Ainda em silêncio, nossos olhos contavam histórias. Escaneavamos um ao outro e as imagens começaram a embaçar: lágrimas. Não havia passado perdido, não havia vazio, ódio, rancor, nada. Ainda vivíamos a maldita paixão. Estávamos de volta ao dia 2 de setembro de 1980. Nenhum dia depois e, aquelas cartas ainda não existiam. Cada um procurava lembrar a última palavra para poder continuar, retomar. Para poder entender de vazio, sentir o nada, captar o tempo que foi sobreposto em nós.
O silêncio começa a ser quebrado. Por meio de toques, ouvíamos muitas histórias. Mãos apertam-se e os olhos colocam as imagens em foco para encontrar sinais, símbolos que possam explicar o tempo. Um fotograma de toda a emoção que foi vivida ou do nada que foi fotografado em todo este intervalo de tempo, agora estava aqui. Não havia mais tempo perdido, dedos entrelaçavam-se.

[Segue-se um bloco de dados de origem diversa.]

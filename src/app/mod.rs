//! Application module
//!
//! Contains the main application loop and key handling.
//!
//! # Module Structure
//! - `state` - Application state types (AppState, AppMode)
//! - Main module - App struct and event loop

mod state;

pub use state::{AppMode, AppState};

use crate::catalog::Catalog;
use crate::components::keybindings::{KeyAction, KeybindingContext};
use crate::error::Result;
use crate::types::Summary;
use crate::ui::UiRenderer;
use crossterm::event::{Event, KeyEvent, KeyEventKind};
use ratatui::{backend::Backend, Terminal};
use std::time::Duration;
use tracing::{debug, info};

/// How long to wait for input before redrawing
const POLL_INTERVAL: Duration = Duration::from_millis(100);

/// Main application struct
pub struct App {
    state: AppState,
    ui_renderer: UiRenderer,
    keybinding_context: KeybindingContext,
}

impl App {
    /// Create a new application instance
    pub fn new(catalog: Catalog) -> Self {
        info!(
            activities = catalog.activities.len(),
            tiers = catalog.tiers.len(),
            "Creating new App instance"
        );
        let mut state = AppState::new(catalog);
        state.calculator.subscribe(unlock_logger());

        Self {
            state,
            ui_renderer: UiRenderer::new(),
            keybinding_context: KeybindingContext::new(),
        }
    }

    pub fn state(&self) -> &AppState {
        &self.state
    }

    /// Toggle help overlay visibility
    pub fn toggle_help(&mut self) {
        self.state.help_visible = !self.state.help_visible;
    }

    /// Run the main application loop until the user quits
    pub fn run<B: Backend>(&mut self, terminal: &mut Terminal<B>) -> Result<()> {
        info!("Starting main application loop");

        loop {
            terminal.draw(|f| {
                self.ui_renderer
                    .render(f, &self.state, &self.keybinding_context)
            })?;

            if crossterm::event::poll(POLL_INTERVAL)? {
                if let Event::Key(key_event) = crossterm::event::read()? {
                    if self.handle_key_event(key_event) {
                        break;
                    }
                }
            }
        }

        info!("Main application loop finished");
        Ok(())
    }

    /// Handle one key press. Returns `true` when the app should exit.
    pub fn handle_key_event(&mut self, key_event: KeyEvent) -> bool {
        if key_event.kind != KeyEventKind::Press {
            return false;
        }

        let action = self.keybinding_context.resolve(
            &self.state.mode,
            key_event.code,
            key_event.modifiers,
        );

        // Help overlay swallows everything except its own dismissal
        if self.state.help_visible {
            if matches!(action, Some(KeyAction::Help | KeyAction::Quit)) {
                self.toggle_help();
            }
            return false;
        }

        let Some(action) = action else {
            return false;
        };
        debug!(?action, mode = %self.state.mode, "key action");

        match action {
            KeyAction::NavigateUp => self.state.move_up(),
            KeyAction::NavigateDown => self.state.move_down(),
            KeyAction::Home => self.state.move_first(),
            KeyAction::End => self.state.move_last(),
            KeyAction::Toggle => self.state.toggle_current(),
            KeyAction::LoadExample => self.state.load_example(),
            KeyAction::Reset => self.state.reset(),
            KeyAction::SwitchPanel => self.state.switch_focus(),
            KeyAction::Help => self.toggle_help(),
            KeyAction::Quit => return true,
        }

        false
    }
}

/// Run `body`, then `restore`, whether `body` returned early with an error or not.
///
/// Terminal setup steps go inside `body` so a failure halfway through setup
/// still leaves the terminal in cooked mode.
pub fn run_then_restore<T>(body: impl FnOnce() -> Result<T>, restore: impl FnOnce()) -> Result<T> {
    let result = body();
    restore();
    result
}

/// Listener that logs whenever the set of unlocked tiers grows or shrinks
fn unlock_logger() -> impl FnMut(&Summary) + 'static {
    let mut last_unlocked = 0usize;
    move |summary: &Summary| {
        let now = summary.unlocked.len();
        if now > last_unlocked {
            if let Some(tier) = summary.unlocked.last() {
                info!(threshold = tier.threshold, label = %tier.label, "tier unlocked");
            }
        } else if now < last_unlocked {
            info!(unlocked = now, "tiers relocked");
        }
        last_unlocked = now;
    }
}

Uma fotografia em preto e branco, nossa, auxiliava a memória perdida com alguns neurônios que, descuidadamente, sacrifiquei-os sem muita “ética”. A escrivaninha não “perdeu” a página três. Ela está junto com uma fotografia. Eu não coloquei no envelope. Foi por medo em expor tudo que eu sabia e não acreditar na existência do futuro. Quando temos 25 anos, não imaginamos que todos os nossos sentimentos, medos, erros e acertos nos seguem para sempre numa rota paralela à nossa, e a rota de colisão com a nossa “vida” e todos estes “outros” nós, nem sempre acontecerá no infinito ou em outras vidas. Esta “colisão” poderá ser numa rua superlotada, no bar ou no café, frequentados há décadas.
Não poderemos contar o que sobrou, contabilizar o que foi multiplicado para não se perder e descobrir o que falta. Não há tempo para recompor. É impossível materializar e prender as duas mãos entrelaçadas. Fortemente, o tempo foi estruturado por quatro décadas, com parte delas somadas a outras vidas. A este período, também ficou a responsabilidade para nos tornar “eternos” e continuar. Incluindo aqueles dois anos na casa, com quarto de paredes amarelas. A loucura e os desejos ainda são os únicos responsáveis pela sobrevivência de tudo que fomos e vivemos, incluindo a paralisia do tempo que chamamos de sentimento. Senti saudades e falta da tua boca quando contava histórias silenciosas do nada. Dos lábios cerrados. Não nos despedimos, pois, agora estamos na mesma cidade.